*** Opening of RECORD EXCERPTS ***
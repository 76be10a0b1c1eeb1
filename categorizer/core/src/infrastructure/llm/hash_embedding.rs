// Copyright (c) 2026 SpendLens Contributors
// SPDX-License-Identifier: AGPL-3.0
//! Hash Embedding Provider
//!
//! Offline embedding provider for development and air-gapped deployments.
//! Each word and character trigram of the input is hashed into one of
//! `dimensions` signed buckets and the result is L2-normalized, so texts
//! sharing words or word fragments land close together.
//!
//! Vectors are persisted in embedding memory, so the hash must not change
//! between builds. FNV-1a is used instead of `DefaultHasher` for that reason.
//!
//! # Architecture
//!
//! - **Layer:** Infrastructure Layer
//! - **Purpose:** Deterministic local embeddings

use async_trait::async_trait;

use crate::domain::llm::{EmbeddingProvider, LLMError};

pub const DEFAULT_DIMENSIONS: usize = 384;

const FNV_OFFSET: u64 = 0xcbf2_9ce4_8422_2325;
const FNV_PRIME: u64 = 0x0000_0100_0000_01b3;

/// Feature-hashing embedder
#[derive(Debug, Clone)]
pub struct HashEmbeddingProvider {
    dimensions: usize,
}

impl HashEmbeddingProvider {
    pub fn new(dimensions: usize) -> Self {
        Self {
            dimensions: dimensions.max(1),
        }
    }

    pub fn embed_sync(&self, text: &str) -> Vec<f32> {
        let mut vector = vec![0.0f32; self.dimensions];

        for word in text.split_whitespace() {
            self.accumulate(&mut vector, word.as_bytes(), 2.0);

            let padded: Vec<char> = format!(" {} ", word).chars().collect();
            for trigram in padded.windows(3) {
                let gram: String = trigram.iter().collect();
                self.accumulate(&mut vector, gram.as_bytes(), 1.0);
            }
        }

        let norm = vector.iter().map(|v| v * v).sum::<f32>().sqrt();
        if norm > 0.0 {
            vector.iter_mut().for_each(|v| *v /= norm);
        }
        vector
    }

    fn accumulate(&self, vector: &mut [f32], feature: &[u8], weight: f32) {
        let hash = fnv1a(feature);
        let bucket = (hash % self.dimensions as u64) as usize;
        let sign = if hash >> 63 == 0 { 1.0 } else { -1.0 };
        vector[bucket] += sign * weight;
    }
}

impl Default for HashEmbeddingProvider {
    fn default() -> Self {
        Self::new(DEFAULT_DIMENSIONS)
    }
}

fn fnv1a(bytes: &[u8]) -> u64 {
    bytes.iter().fold(FNV_OFFSET, |hash, byte| {
        (hash ^ u64::from(*byte)).wrapping_mul(FNV_PRIME)
    })
}

#[async_trait]
impl EmbeddingProvider for HashEmbeddingProvider {
    async fn embed(&self, text: &str) -> Result<Vec<f32>, LLMError> {
        if text.trim().is_empty() {
            return Err(LLMError::InvalidInput("cannot embed empty text".into()));
        }
        Ok(self.embed_sync(text))
    }

    fn dimensions(&self) -> usize {
        self.dimensions
    }
}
*** Close of RECORD EXCERPTS ***
● WHAT YOU HAVE TO DO:
Copy out, exactly as written, the line that contains "fn fnv1a(bytes: &[u8])" along with every line that comes after it in the material above, and nothing else.

● EXPECTED ANSWER:
fn fnv1a(bytes: &[u8]) -> u64 {
    bytes.iter().fold(FNV_OFFSET, |hash, byte| {
        (hash ^ u64::from(*byte)).wrapping_mul(FNV_PRIME)
    })
}

#[async_trait]
impl EmbeddingProvider for HashEmbeddingProvider {
    async fn embed(&self, text: &str) -> Result<Vec<f32>, LLMError> {
        if text.trim().is_empty() {
            return Err(LLMError::InvalidInput("cannot embed empty text".into()));
        }
        Ok(self.embed_sync(text))
    }

    fn dimensions(&self) -> usize {
        self.dimensions
    }
}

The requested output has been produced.